For two decades now, among foreign movie buffs, the European city most closely identified with rising anxieties surrounding globalization, immigration and economic dislocation has been the hard-scrabble Wallonian industrial city of Seraing, near Liege. Seraing is the hometown of Jean-Pierre and Luc Dardenne, the celebrated Belgian movie-making brothers and repeat winners of Palmes d’Or at Cannes, who have set their remarkable explorations of economic distress in the region they know best.

They first came to wide attention with their 1996 film La Promesse, in which a teenaged boy makes a rash promise to care for the family of a migrant from Burkina Faso, after the undocumented worker suffers fatal injuries in a construction accident. The questions the movie raised about economic refugees feel even more urgent today than when the film came out.

What about Europeans (or, for that matter, North Americans) who grow up without the connections and educations that allow a young person to easily find a place in the increasingly unforgiving labour market of this globalized era? The Dardennes offered Rosetta in 1999, a movie about a 17-year-old girl living with her alcoholic mother in a trailer park. The way the movie makes Rosetta’s effort to secure and hold a low-wage job at a waffle stand feel like an enormously high-stakes, gripping struggle is a true feat of empathetic storytelling.

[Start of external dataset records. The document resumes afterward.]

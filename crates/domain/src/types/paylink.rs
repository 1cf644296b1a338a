//! Payment link requests and responses.

use serde::{Deserialize, Serialize};

use crate::utils::wire::opt_string_or_number;

/// `POST /payment/link`
#[derive(Debug, Clone, Default, PartialEq, Serialize, Deserialize)]
#[serde(rename_all = "camelCase")]
pub struct PaylinkRequest {
    pub title: String,
    pub amount: f64,
    #[serde(skip_serializing_if = "Option::is_none")]
    pub customer_number: Option<String>,
    #[serde(skip_serializing_if = "Option::is_none")]
    pub email: Option<String>,
    #[serde(rename = "lastname", skip_serializing_if = "Option::is_none")]
    pub last_name: Option<String>,
    #[serde(rename = "firstname", skip_serializing_if = "Option::is_none")]
    pub first_name: Option<String>,
    #[serde(skip_serializing_if = "Option::is_none")]
    pub company_name: Option<String>,
    #[serde(skip_serializing_if = "Option::is_none")]
    pub coc: Option<String>,
    #[serde(rename = "l", skip_serializing_if = "Option::is_none")]
    pub language: Option<String>,
    #[serde(skip_serializing_if = "Option::is_none")]
    pub mobile: Option<String>,
    #[serde(skip_serializing_if = "Option::is_none")]
    pub ct: Option<String>,
    #[serde(skip_serializing_if = "Option::is_none")]
    pub remittance: Option<String>,
    #[serde(rename = "ref", skip_serializing_if = "Option::is_none")]
    pub reference: Option<String>,
    #[serde(skip_serializing_if = "Option::is_none")]
    pub redirect_url: Option<String>,
    #[serde(skip_serializing_if = "Option::is_none")]
    pub place: Option<String>,
    #[serde(skip_serializing_if = "Option::is_none")]
    pub expiry: Option<String>,
    #[serde(skip_serializing_if = "Option::is_none")]
    pub send_invite: Option<bool>,
    #[serde(skip_serializing_if = "Option::is_none")]
    pub address: Option<String>,
    #[serde(skip_serializing_if = "Option::is_none")]
    pub city: Option<String>,
    #[serde(skip_serializing_if = "Option::is_none")]
    pub zip: Option<String>,
    #[serde(skip_serializing_if = "Option::is_none")]
    pub country: Option<String>,
    #[serde(rename = "txref", skip_serializing_if = "Option::is_none")]
    pub transaction_reference: Option<String>,
    #[serde(skip_serializing_if = "Option::is_none")]
    pub method: Option<String>,
    /// Invoice number this link pays.
    #[serde(skip_serializing_if = "Option::is_none")]
    pub invoice: Option<String>,
    #[serde(skip_serializing_if = "Option::is_none")]
    pub is_template: Option<bool>,
}

impl PaylinkRequest {
    pub fn new(title: impl Into<String>, amount: f64) -> Self {
        Self { title: title.into(), amount, ..Self::default() }
    }
}

#[derive(Debug, Clone, Default, PartialEq, Serialize, Deserialize)]
pub struct CreatedPaylink {
    #[serde(default, deserialize_with = "opt_string_or_number")]
    pub id: Option<String>,
    #[serde(default)]
    pub url: Option<String>,
    #[serde(default)]
    pub amount: Option<f64>,
    #[serde(rename = "msg", default)]
    pub message: Option<String>,
}

/// `GET /payment/link`; select by `id` or `reference`.
#[derive(Debug, Clone, Default, PartialEq, Eq)]
pub struct PaylinkStatusRequest {
    pub id: Option<String>,
    pub reference: Option<String>,
    pub include_meta: bool,
    pub include_refunds: bool,
}

impl PaylinkStatusRequest {
    pub fn by_id(id: impl Into<String>) -> Self {
        Self { id: Some(id.into()), ..Self::default() }
    }

    /// Query pairs, with repeated `include` keys.
    pub fn to_query(&self) -> Vec<(String, String)> {
        let mut query = Vec::new();
        if let Some(id) = &self.id {
            query.push(("id".to_string(), id.clone()));
        }
        if let Some(reference) = &self.reference {
            query.push(("ref".to_string(), reference.clone()));
        }
        if self.include_meta {
            query.push(("include".to_string(), "meta".to_string()));
        }
        if self.include_refunds {
            query.push(("include".to_string(), "refunds".to_string()));
        }
        query
    }
}

/// `POST /payment/link/refund`
#[derive(Debug, Clone, Default, PartialEq, Serialize, Deserialize)]
pub struct PaylinkRefundRequest {
    pub id: String,
    pub message: String,
    #[serde(skip_serializing_if = "Option::is_none")]
    pub amount: Option<f64>,
    #[serde(skip_serializing_if = "Option::is_none")]
    pub iban: Option<String>,
    #[serde(skip_serializing_if = "Option::is_none")]
    pub bic: Option<String>,
}

/// A payment link as returned by status and the paylink feed.
#[derive(Debug, Clone, Default, PartialEq, Serialize, Deserialize)]
pub struct Paylink {
    #[serde(default, deserialize_with = "opt_string_or_number")]
    pub id: Option<String>,
    #[serde(default, deserialize_with = "opt_string_or_number")]
    pub ct: Option<String>,
    #[serde(default)]
    pub amount: Option<f64>,
    #[serde(rename = "msg", default)]
    pub message: Option<String>,
    #[serde(rename = "ref", default)]
    pub reference: Option<String>,
    #[serde(default)]
    pub state: Option<String>,
    #[serde(default)]
    pub customer: Option<PaylinkCustomer>,
    #[serde(default)]
    pub meta: Option<PaylinkMeta>,
    #[serde(default)]
    pub time: Option<PaylinkTimes>,
}

impl Paylink {
    pub fn is_paid(&self) -> bool {
        self.state.as_deref() == Some("paid")
    }
}

#[derive(Debug, Clone, Default, PartialEq, Eq, Serialize, Deserialize)]
pub struct PaylinkCustomer {
    #[serde(default, deserialize_with = "opt_string_or_number")]
    pub id: Option<String>,
    #[serde(default)]
    pub email: Option<String>,
    #[serde(rename = "firstname", default)]
    pub first_name: Option<String>,
    #[serde(rename = "lastname", default)]
    pub last_name: Option<String>,
    #[serde(default)]
    pub address: Option<String>,
    #[serde(default)]
    pub city: Option<String>,
    #[serde(default)]
    pub zip: Option<String>,
    #[serde(default)]
    pub country: Option<String>,
    #[serde(rename = "customerNumber", default)]
    pub customer_number: Option<String>,
    #[serde(rename = "l", default)]
    pub language: Option<String>,
    #[serde(default)]
    pub mobile: Option<String>,
}

#[derive(Debug, Clone, Default, PartialEq, Serialize, Deserialize)]
pub struct PaylinkMeta {
    #[serde(default)]
    pub active: Option<bool>,
    #[serde(default)]
    pub sdd: Option<serde_json::Value>,
    #[serde(default)]
    pub tx: Option<serde_json::Value>,
    #[serde(default)]
    pub method: Option<String>,
    #[serde(default)]
    pub invoice: Option<String>,
}

#[derive(Debug, Clone, Default, PartialEq, Eq, Serialize, Deserialize)]
pub struct PaylinkTimes {
    #[serde(default)]
    pub creation: Option<String>,
    #[serde(default)]
    pub expiration: Option<String>,
    #[serde(rename = "lastupdate", default)]
    pub last_update: Option<String>,
}

#[cfg(test)]
mod tests {
    use super::*;

    #[test]
    fn status_query_repeats_include() {
        let request = PaylinkStatusRequest {
            id: Some("42".into()),
            reference: None,
            include_meta: true,
            include_refunds: true,
        };
        assert_eq!(
            request.to_query(),
            vec![
                ("id".to_string(), "42".to_string()),
                ("include".to_string(), "meta".to_string()),
                ("include".to_string(), "refunds".to_string()),
            ]
        );
    }

    #[test]
    fn paylink_parses_nested_blocks() {
        let link: Paylink = serde_json::from_value(serde_json::json!({
            "id": 1_398_754,
            "amount": 55.66,
            "msg": "Test",
            "ref": "ref-1",
            "state": "paid",
            "customer": {"customerNumber": "C1", "l": "nl"},
            "meta": {"active": false, "method": "bancontact"},
            "time": {"creation": "2024-01-01T10:00:00Z", "lastupdate": "2024-01-02T10:00:00Z"}
        }))
        .unwrap();

        assert_eq!(link.id.as_deref(), Some("1398754"));
        assert!(link.is_paid());
        assert_eq!(link.customer.and_then(|c| c.language).as_deref(), Some("nl"));
        assert_eq!(link.meta.and_then(|m| m.method).as_deref(), Some("bancontact"));
        assert_eq!(
            link.time.and_then(|t| t.last_update).as_deref(),
            Some("2024-01-02T10:00:00Z")
        );
    }
}
#[derive(Debug, Clone, Default, PartialEq, Eq, Serialize, Deserialize)]
pub struct Occurrences {
    #[serde(rename = "SeqTp", default)]
    pub sequence_type: Option<String>,
    #[serde(rename = "Frqcy", default)]
    pub frequency: Option<String>,
    #[serde(rename = "Drtn", default)]
    pub duration: Option<DurationRange>,
}

#[derive(Debug, Clone, Default, PartialEq, Eq, Serialize, Deserialize)]
pub struct DurationRange {
    #[serde(rename = "FrDt", default)]
    pub from: Option<String>,
    #[serde(rename = "ToDt", default)]
    pub to: Option<String>,
}

#[derive(Debug, Clone, Default, PartialEq, Eq, Serialize, Deserialize)]
pub struct Debtor {
    #[serde(rename = "Nm", default)]
    pub name: Option<String>,
    #[serde(rename = "PstlAdr", default)]
    pub postal_address: Option<PostalAddress>,
    #[serde(rename = "Id", default)]
    pub id: Option<String>,
    #[serde(rename = "CtryOfRes", default)]
    pub country_of_residence: Option<String>,
    #[serde(rename = "CtctDtls", default)]
    pub contact: Option<ContactDetails>,
}

#[derive(Debug, Clone, Default, PartialEq, Eq, Serialize, Deserialize)]
pub struct PostalAddress {
    #[serde(rename = "AdrLine", default)]
    pub address_line: Option<String>,
    #[serde(rename = "PstCd", default)]
    pub post_code: Option<String>,
    #[serde(rename = "TwnNm", default)]
    pub town: Option<String>,
    #[serde(rename = "Ctry", default)]
    pub country: Option<String>,
}

#[derive(Debug, Clone, Default, PartialEq, Eq, Serialize, Deserialize)]
pub struct ContactDetails {
    #[serde(rename = "EmailAdr", default)]
    pub email: Option<String>,
    #[serde(rename = "MobNb", default)]
    pub mobile: Option<String>,
    #[serde(rename = "Othr", default)]
    pub customer_number: Option<String>,
}

#[derive(Debug, Clone, Default, PartialEq, Eq, Serialize, Deserialize)]
pub struct DebtorAgent {
    #[serde(rename = "FinInstnId", default)]
    pub financial_institution: Option<FinancialInstitution>,
}

#[derive(Debug, Clone, Default, PartialEq, Eq, Serialize, Deserialize)]
pub struct FinancialInstitution {
    #[serde(rename = "BICFI", default)]
    pub bic: Option<String>,
    #[serde(rename = "Nm", default)]
    pub name: Option<String>,
}

#[derive(Debug, Clone, Default, PartialEq, Eq, Serialize, Deserialize)]
pub struct KeyValue {
    #[serde(rename = "Key")]
    pub key: String,
    #[serde(rename = "Value", default)]
    pub value: String,
}

/// Amendment or cancellation reason attached to a feed event.
///
/// `Rsn` holds the reason text or code; any other fields the server sends
/// (e.g. `Orgtr`) are kept verbatim in `details`.
#[derive(Debug, Clone, Default, PartialEq, Serialize, Deserialize)]
pub struct Reason {
    #[serde(rename = "Rsn", default)]
    pub reason: Option<String>,
    #[serde(flatten)]
    pub details: BTreeMap<String, Value>,
}

/// Mandate detail together with the state reported in the `X-STATE` header.
#[derive(Debug, Clone, PartialEq)]
pub struct Document {
    pub mandate: Mandate,
    pub state: Option<String>,
}

// ============================================================================
// Requests
// ============================================================================

/// Invitation for a new mandate (`POST /invite`).
#[derive(Debug, Clone, Default, PartialEq, Serialize, Deserialize)]
#[serde(rename_all = "camelCase")]
pub struct InviteRequest {
    /// Template (contract type) id.
    pub ct: String,
    #[serde(rename = "l", skip_serializing_if = "Option::is_none")]
    pub language: Option<String>,
    #[serde(skip_serializing_if = "Option::is_none")]
    pub iban: Option<String>,
    #[serde(skip_serializing_if = "Option::is_none")]
    pub bic: Option<String>,
    #[serde(skip_serializing_if = "Option::is_none")]
    pub mandate_number: Option<String>,
    #[serde(skip_serializing_if = "Option::is_none")]
    pub customer_number: Option<String>,
    #[serde(skip_serializing_if = "Option::is_none")]
    pub email: Option<String>,
    #[serde(rename = "lastname", skip_serializing_if = "Option::is_none")]
    pub last_name: Option<String>,
    #[serde(rename = "firstname", skip_serializing_if = "Option::is_none")]
    pub first_name: Option<String>,
    #[serde(skip_serializing_if = "Option::is_none")]
    pub mobile: Option<String>,
    #[serde(skip_serializing_if = "Option::is_none")]
    pub address: Option<String>,
    #[serde(skip_serializing_if = "Option::is_none")]
    pub city: Option<String>,
    #[serde(skip_serializing_if = "Option::is_none")]
    pub zip: Option<String>,
    #[serde(skip_serializing_if = "Option::is_none")]
    pub country: Option<String>,
    #[serde(skip_serializing_if = "Option::is_none")]
    pub company_name: Option<String>,
    #[serde(rename = "vatno", skip_serializing_if = "Option::is_none")]
    pub vat_number: Option<String>,
    #[serde(skip_serializing_if = "Option::is_none")]
    pub contract_number: Option<String>,
    #[serde(skip_serializing_if = "Option::is_none")]
    pub campaign: Option<String>,
    #[serde(skip_serializing_if = "Option::is_none")]
    pub prefix: Option<String>,
    #[serde(skip_serializing_if = "Option::is_none")]
    pub check: Option<bool>,
    /// Expiry of the invitation link (epoch seconds or date).
    #[serde(rename = "ed", skip_serializing_if = "Option::is_none")]
    pub expiry: Option<String>,
    #[serde(skip_serializing_if = "Option::is_none")]
    pub reminder_days: Option<u32>,
    #[serde(skip_serializing_if = "Option::is_none")]
    pub send_invite: Option<bool>,
    #[serde(skip_serializing_if = "Option::is_none")]
    pub token: Option<String>,
    #[serde(skip_serializing_if = "Option::is_none")]
    pub require_validation: Option<bool>,
    #[serde(skip_serializing_if = "Option::is_none")]
    pub document: Option<String>,
    #[serde(skip_serializing_if = "Option::is_none")]
    pub transaction_amount: Option<f64>,
    #[serde(skip_serializing_if = "Option::is_none")]
    pub transaction_message: Option<String>,
    #[serde(skip_serializing_if = "Option::is_none")]
    pub transaction_ref: Option<String>,
    #[serde(skip_serializing_if = "Option::is_none")]
    pub plan: Option<String>,
    #[serde(skip_serializing_if = "Option::is_none")]
    pub subscription_start: Option<String>,
    #[serde(skip_serializing_if = "Option::is_none")]
    pub subscription_recurrence: Option<String>,
    #[serde(skip_serializing_if = "Option::is_none")]
    pub subscription_stop_after: Option<u32>,
    #[serde(skip_serializing_if = "Option::is_none")]
    pub subscription_amount: Option<f64>,
    #[serde(skip_serializing_if = "Option::is_none")]
    pub subscription_message: Option<String>,
    #[serde(skip_serializing_if = "Option::is_none")]
    pub subscription_ref: Option<String>,
}

impl InviteRequest {
    pub fn new(ct: impl Into<String>) -> Self {
        Self { ct: ct.into(), ..Self::default() }
    }
}

#[derive(Debug, Clone, Default, PartialEq, Eq, Serialize, Deserialize)]
pub struct InviteResponse {
    #[serde(default)]
    pub url: Option<String>,
    #[serde(default)]
    pub key: Option<String>,
    #[serde(rename = "mndtId", default)]
    pub mandate_number: Option<String>,
}

/// Signing method accepted by `POST /sign`.
#[derive(Debug, Clone, Copy, PartialEq, Eq, Serialize, Deserialize)]
pub enum SignMethod {
    #[serde(rename = "sms")]
    Sms,
    #[serde(rename = "digisign")]
    Digisign,
    #[serde(rename = "import")]
    Import,
    #[serde(rename = "itsme")]
    Itsme,
    #[serde(rename = "emachtiging")]
    Emachtiging,
    #[serde(rename = "paper")]
    Paper,
    #[serde(rename = "iDIN")]
    Idin,
}

/// Create and sign a mandate in one call (`POST /sign`).
#[derive(Debug, Clone, PartialEq, Serialize, Deserialize)]
#[serde(rename_all = "camelCase")]
pub struct SignRequest {
    #[serde(flatten)]
    pub invite: InviteRequest,
    pub method: SignMethod,
    /// Wet signature as base64 PNG, required for `digisign`.
    #[serde(rename = "digsig", skip_serializing_if = "Option::is_none")]
    pub digital_signature: Option<String>,
    #[serde(skip_serializing_if = "Option::is_none")]
    pub key: Option<String>,
    #[serde(skip_serializing_if = "Option::is_none")]
    pub sign_date: Option<String>,
    #[serde(skip_serializing_if = "Option::is_none")]
    pub place: Option<String>,
    #[serde(skip_serializing_if = "Option::is_none")]
    pub bank_signature: Option<bool>,
}

impl SignRequest {
    pub fn new(invite: InviteRequest, method: SignMethod) -> Self {
        Self {
            invite,
            method,
            digital_signature: None,
            key: None,
            sign_date: None,
            place: None,
            bank_signature: None,
        }
    }
}

#[derive(Debug, Clone, Default, PartialEq, Eq, Serialize, Deserialize)]
pub struct SignResponse {
    #[serde(rename = "MndtId", default)]
    pub mandate_number: Option<String>,
}

/// `GET /mandate/detail` parameters.
#[derive(Debug, Clone, PartialEq, Eq, Serialize, Deserialize)]
pub struct FetchMandateRequest {
    #[serde(rename = "mndtId")]
    pub mandate_number: String,
    /// Also return mandates that are not yet signed or were cancelled.
    #[serde(skip_serializing_if = "std::ops::Not::not", default)]
    pub force: bool,
}

impl FetchMandateRequest {
    pub fn new(mandate_number: impl Into<String>) -> Self {
        Self { mandate_number: mandate_number.into(), force: false }
    }
}

/// `GET /mandate/query` parameters.
#[derive(Debug, Clone, Default, PartialEq, Eq, Serialize, Deserialize)]
#[serde(rename_all = "camelCase")]
pub struct QueryMandateRequest {
    #[serde(skip_serializing_if = "Option::is_none")]
    pub iban: Option<String>,
    #[serde(skip_serializing_if = "Option::is_none")]
    pub customer_number: Option<String>,
    #[serde(skip_serializing_if = "Option::is_none")]
    pub email: Option<String>,
    /// Defaults to `SIGNED` when unset.
    #[serde(skip_serializing_if = "Option::is_none")]
    pub state: Option<String>,
    #[serde(skip_serializing_if = "Option::is_none")]
    pub page: Option<u32>,
}

/// One contract returned by `/mandate/query`.
#[derive(Debug, Clone, Default, PartialEq, Serialize, Deserialize)]
#[serde(rename_all = "camelCase")]
pub struct Contract {
    #[serde(default, deserialize_with = "crate::utils::wire::opt_string_or_number")]
    pub id: Option<String>,
    #[serde(rename = "type", default)]
    pub kind: Option<String>,
    #[serde(default)]
    pub state: Option<String>,
    #[serde(default)]
    pub suspended: Option<bool>,
    #[serde(default)]
    pub pdf_available: Option<bool>,
    #[serde(default)]
    pub mandate_number: Option<String>,
    #[serde(default)]
    pub contract_number: Option<String>,
    #[serde(default, deserialize_with = "crate::utils::wire::opt_string_or_number")]
    pub ct: Option<String>,
    #[serde(default)]
    pub sign_date: Option<String>,
    #[serde(default)]
    pub iban: Option<String>,
    #[serde(default)]
    pub bic: Option<String>,
}
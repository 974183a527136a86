//! `qr-net` — the decentralized routing core.
//!
//! # Crate layout
//!
//! | Module        | Contents                                                     |
//! |---------------|--------------------------------------------------------------|
//! | [`packet`]    | `Hop`, `Packet`, `RequestGenerator`                          |
//! | [`qtable`]    | `QTable`, `QKey`, `KeyShape`                                 |
//! | [`learning`]  | `QUpdate`, `NeighborView`, the two temporal-difference rules |
//! | [`node`]      | `Node` — queue, Q-table, planned sends; `plan`/`receive`     |
//! | [`topology`]  | `Topology`, `TopologyBuilder`, grid constructors             |
//! | [`error`]     | `NetError`, `NetResult<T>`                                   |
//!
//! # Decentralized state
//!
//! Every node owns its queue and its Q-table outright.  No node holds a
//! pointer to another: neighbors are `NodeId`s resolved through the
//! `Topology`.  The one place a node's table is read by someone else is the
//! [`NeighborView`] handed out for the `OnDeparture` rule, which is
//! read-only and scoped to a single decide phase.
//!
//! # Feature flags
//!
//! | Flag      | Effect                                                     |
//! |-----------|------------------------------------------------------------|
//! | `fx-hash` | FxHash instead of SipHash for Q-table maps.                |
//! | `serde`   | Derives `Serialize`/`Deserialize` on record types.         |

pub mod error;
pub mod learning;
pub mod node;
pub mod packet;
pub mod qtable;
pub mod topology;

#[cfg(test)]
mod tests;

pub use error::{NetError, NetResult};
pub use learning::{NeighborView, QUpdate, departure_update, td_update};
pub use node::{Arrival, Decision, Node, PlannedSend, Reception};
pub use packet::{Hop, Packet, RequestGenerator};
pub use qtable::{KeyShape, QKey, QTable};
pub use topology::{Topology, TopologyBuilder, Transfer};
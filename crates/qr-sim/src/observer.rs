//! Structured event hooks for the tick engine.

use qr_core::{PacketId, Tick};
use qr_net::{Decision, Hop, Packet, QUpdate};

use crate::TickReport;

/// Callbacks invoked by [`TickEngine::advance`][crate::TickEngine::advance]
/// for every routing event.
///
/// All methods have default no-op implementations so implementors only need
/// to override what they care about.  The same events are also emitted as
/// `tracing` records; an observer is the way to consume them as data.
///
/// # Example — hop counter
///
/// ```rust,ignore
/// struct HopCounter(usize);
///
/// impl SimObserver for HopCounter {
///     fn on_hop(&mut self, _tick: Tick, _hop: &Hop, _packet: PacketId) {
///         self.0 += 1;
///     }
/// }
/// ```
pub trait SimObserver {
    /// Called at the very start of each tick, before the decide phase.
    fn on_tick_start(&mut self, _tick: Tick) {}

    /// A node chose a next hop for a packet.
    fn on_decision(&mut self, _tick: Tick, _decision: &Decision) {}

    /// A Q-value was rewritten (either rule).
    fn on_q_update(&mut self, _tick: Tick, _update: &QUpdate) {}

    /// A staged send was committed.
    fn on_hop(&mut self, _tick: Tick, _hop: &Hop, _packet: PacketId) {}

    /// A packet reached its destination.  `tick` is the arrival tick.
    fn on_delivered(&mut self, _tick: Tick, _packet: &Packet) {}

    /// Called after the commit phase, before the tick counter advances.
    fn on_tick_end(&mut self, _tick: Tick, _report: &TickReport) {}
}

/// A [`SimObserver`] that does nothing.
pub struct NoopObserver;

impl SimObserver for NoopObserver {}

impl<O: SimObserver + ?Sized> SimObserver for &mut O {
    fn on_tick_start(&mut self, tick: Tick) {
        (**self).on_tick_start(tick)
    }
    fn on_decision(&mut self, tick: Tick, decision: &Decision) {
        (**self).on_decision(tick, decision)
    }
    fn on_q_update(&mut self, tick: Tick, update: &QUpdate) {
        (**self).on_q_update(tick, update)
    }
    fn on_hop(&mut self, tick: Tick, hop: &Hop, packet: PacketId) {
        (**self).on_hop(tick, hop, packet)
    }
    fn on_delivered(&mut self, tick: Tick, packet: &Packet) {
        (**self).on_delivered(tick, packet)
    }
    fn on_tick_end(&mut self, tick: Tick, report: &TickReport) {
        (**self).on_tick_end(tick, report)
    }
}

/// Forward every event to two observers, `A` first.
impl<A: SimObserver, B: SimObserver> SimObserver for (A, B) {
    fn on_tick_start(&mut self, tick: Tick) {
        self.0.on_tick_start(tick);
        self.1.on_tick_start(tick);
    }
    fn on_decision(&mut self, tick: Tick, decision: &Decision) {
        self.0.on_decision(tick, decision);
        self.1.on_decision(tick, decision);
    }
    fn on_q_update(&mut self, tick: Tick, update: &QUpdate) {
        self.0.on_q_update(tick, update);
        self.1.on_q_update(tick, update);
    }
    fn on_hop(&mut self, tick: Tick, hop: &Hop, packet: PacketId) {
        self.0.on_hop(tick, hop, packet);
        self.1.on_hop(tick, hop, packet);
    }
    fn on_delivered(&mut self, tick: Tick, packet: &Packet) {
        self.0.on_delivered(tick, packet);
        self.1.on_delivered(tick, packet);
    }
    fn on_tick_end(&mut self, tick: Tick, report: &TickReport) {
        self.0.on_tick_end(tick, report);
        self.1.on_tick_end(tick, report);
    }
}
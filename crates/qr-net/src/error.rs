//! Routing-core error type.

use thiserror::Error;

use qr_core::{CoreError, NodeId, PacketId};

/// Errors produced by `qr-net`.
///
/// `NoNeighbors` and `SameOriginDestination` are configuration errors: the
/// run must abort.  `SelfLoop`, `SelfNeighborKey`, and `AlreadyDelivered`
/// signal a wiring defect and are never expected in a correct run.
#[derive(Debug, Error)]
pub enum NetError {
    #[error("configuration error: node {0} has no neighbors and cannot route")]
    NoNeighbors(NodeId),

    #[error("configuration error: packet origin and destination are both node {0}")]
    SameOriginDestination(NodeId),

    #[error("invariant violation: node {0} listed as its own neighbor")]
    SelfLoop(NodeId),

    #[error("invariant violation: Q-table of node {owner} keyed with itself as neighbor (destination {destination})")]
    SelfNeighborKey { owner: NodeId, destination: NodeId },

    #[error("invariant violation: packet {0} is already delivered")]
    AlreadyDelivered(PacketId),

    /// A `NeighborView` was asked for a table outside its holder's links.
    #[error("node {node} is not a neighbor of node {holder}")]
    NotNeighbor { holder: NodeId, node: NodeId },

    #[error("node {0} not found in topology")]
    NodeNotFound(NodeId),

    #[error(transparent)]
    Core(#[from] CoreError),
}

pub type NetResult<T> = Result<T, NetError>;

But the Dardennes are not only interested in the obviously downtrodden. Their 2014 movie Two Days, One Night finds a novel way to burrow inside the fears of those who have reached the middle-class that they might fall out of it. Marion Cotillard stars as a worker in a plant that makes solar panels who is to be laid off, after her co-workers vote to keep their bonuses rather than save her job. She’s given a weekend to try to persuade them to change their minds. You feel for her.

Undocumented immigration, low-wage service work in post-industrial zones, the sense that job security is a thing of the past—the Dardennes have made their part of Belgium the place where dry policy debate over all this gives way to stories about people too real to ignore.

So, had we been paying closer attention, we might not have been surprised at all when Wallonia balked at the Comprehensive Economic and Trade Agreement. Now that the deal seems to have been salvaged, we might want to think again about what all those movies are about.